- Opening Delimiter -
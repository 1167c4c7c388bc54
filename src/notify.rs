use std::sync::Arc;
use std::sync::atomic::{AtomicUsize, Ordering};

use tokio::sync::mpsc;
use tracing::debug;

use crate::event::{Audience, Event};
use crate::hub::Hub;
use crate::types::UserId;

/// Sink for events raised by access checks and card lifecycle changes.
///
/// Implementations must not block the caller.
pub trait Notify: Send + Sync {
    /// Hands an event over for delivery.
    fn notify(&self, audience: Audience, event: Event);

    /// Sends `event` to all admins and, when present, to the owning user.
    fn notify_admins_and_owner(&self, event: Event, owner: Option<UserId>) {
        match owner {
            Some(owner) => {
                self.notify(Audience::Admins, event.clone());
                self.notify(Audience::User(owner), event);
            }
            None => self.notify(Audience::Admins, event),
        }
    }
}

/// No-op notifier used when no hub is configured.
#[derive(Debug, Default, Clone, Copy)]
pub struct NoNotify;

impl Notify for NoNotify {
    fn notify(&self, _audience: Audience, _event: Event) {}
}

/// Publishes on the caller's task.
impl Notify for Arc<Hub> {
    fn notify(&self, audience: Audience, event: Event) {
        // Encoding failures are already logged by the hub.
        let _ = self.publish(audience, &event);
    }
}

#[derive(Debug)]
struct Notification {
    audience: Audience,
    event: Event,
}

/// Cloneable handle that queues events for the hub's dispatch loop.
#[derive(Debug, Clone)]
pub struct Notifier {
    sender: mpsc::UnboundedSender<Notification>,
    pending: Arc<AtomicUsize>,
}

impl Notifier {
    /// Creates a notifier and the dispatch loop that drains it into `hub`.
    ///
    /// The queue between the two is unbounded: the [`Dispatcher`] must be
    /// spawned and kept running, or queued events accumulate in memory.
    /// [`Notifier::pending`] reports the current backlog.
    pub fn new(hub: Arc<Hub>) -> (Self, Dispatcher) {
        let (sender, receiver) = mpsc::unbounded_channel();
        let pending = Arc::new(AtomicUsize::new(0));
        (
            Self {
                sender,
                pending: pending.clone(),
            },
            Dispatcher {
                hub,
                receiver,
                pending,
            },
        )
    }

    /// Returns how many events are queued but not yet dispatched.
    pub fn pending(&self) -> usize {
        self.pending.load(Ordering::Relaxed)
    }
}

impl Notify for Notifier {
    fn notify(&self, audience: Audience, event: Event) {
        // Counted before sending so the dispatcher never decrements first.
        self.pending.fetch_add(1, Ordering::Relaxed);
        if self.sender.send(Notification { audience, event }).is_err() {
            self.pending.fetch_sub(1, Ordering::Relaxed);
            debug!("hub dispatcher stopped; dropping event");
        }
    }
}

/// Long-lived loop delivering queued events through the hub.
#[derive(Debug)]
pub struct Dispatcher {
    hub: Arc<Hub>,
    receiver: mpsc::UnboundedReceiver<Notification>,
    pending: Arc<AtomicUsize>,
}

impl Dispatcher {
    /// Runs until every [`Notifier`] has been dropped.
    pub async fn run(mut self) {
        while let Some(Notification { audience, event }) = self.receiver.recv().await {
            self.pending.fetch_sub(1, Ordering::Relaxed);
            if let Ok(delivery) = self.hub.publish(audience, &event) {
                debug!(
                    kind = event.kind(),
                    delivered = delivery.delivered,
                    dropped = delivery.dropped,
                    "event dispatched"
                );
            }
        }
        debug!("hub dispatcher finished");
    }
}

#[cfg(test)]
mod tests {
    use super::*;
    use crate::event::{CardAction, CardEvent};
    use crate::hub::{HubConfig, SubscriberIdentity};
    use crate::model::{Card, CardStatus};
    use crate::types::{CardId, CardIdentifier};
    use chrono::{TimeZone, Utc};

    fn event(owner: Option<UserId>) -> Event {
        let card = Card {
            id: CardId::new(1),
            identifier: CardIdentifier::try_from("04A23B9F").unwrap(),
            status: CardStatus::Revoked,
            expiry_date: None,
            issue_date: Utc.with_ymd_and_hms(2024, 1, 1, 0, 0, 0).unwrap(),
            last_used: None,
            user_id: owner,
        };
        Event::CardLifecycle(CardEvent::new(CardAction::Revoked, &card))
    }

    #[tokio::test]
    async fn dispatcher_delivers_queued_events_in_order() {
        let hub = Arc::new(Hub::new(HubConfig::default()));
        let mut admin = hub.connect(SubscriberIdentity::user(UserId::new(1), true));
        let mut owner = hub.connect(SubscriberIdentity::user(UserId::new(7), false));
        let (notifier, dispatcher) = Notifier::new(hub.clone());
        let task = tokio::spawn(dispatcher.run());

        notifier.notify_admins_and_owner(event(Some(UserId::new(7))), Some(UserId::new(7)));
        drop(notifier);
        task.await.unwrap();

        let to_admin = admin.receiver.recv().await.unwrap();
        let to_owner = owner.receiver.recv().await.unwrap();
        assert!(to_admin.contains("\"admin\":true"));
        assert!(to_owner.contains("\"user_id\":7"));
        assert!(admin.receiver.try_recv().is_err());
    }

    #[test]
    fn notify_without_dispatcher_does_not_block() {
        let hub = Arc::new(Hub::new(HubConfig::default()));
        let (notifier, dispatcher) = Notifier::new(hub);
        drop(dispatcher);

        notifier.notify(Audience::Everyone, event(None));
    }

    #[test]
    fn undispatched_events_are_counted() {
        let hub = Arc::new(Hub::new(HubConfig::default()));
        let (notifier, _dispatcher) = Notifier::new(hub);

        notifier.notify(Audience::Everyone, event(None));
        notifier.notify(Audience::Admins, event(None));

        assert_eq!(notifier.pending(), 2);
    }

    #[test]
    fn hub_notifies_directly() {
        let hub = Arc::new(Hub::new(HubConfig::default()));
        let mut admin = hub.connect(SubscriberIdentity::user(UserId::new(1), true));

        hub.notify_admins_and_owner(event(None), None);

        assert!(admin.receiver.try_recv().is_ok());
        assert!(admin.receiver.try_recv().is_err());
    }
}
- Closing Delimiter -
_YOUR OBJECTIVE_
Where the string "await" occurs in a line of the listing, copy the line.

_ANSWER SECTION_
        while let Some(Notification { audience, event }) = self.receiver.recv().await {
        task.await.unwrap();
        let to_admin = admin.receiver.recv().await.unwrap();
        let to_owner = owner.receiver.recv().await.unwrap();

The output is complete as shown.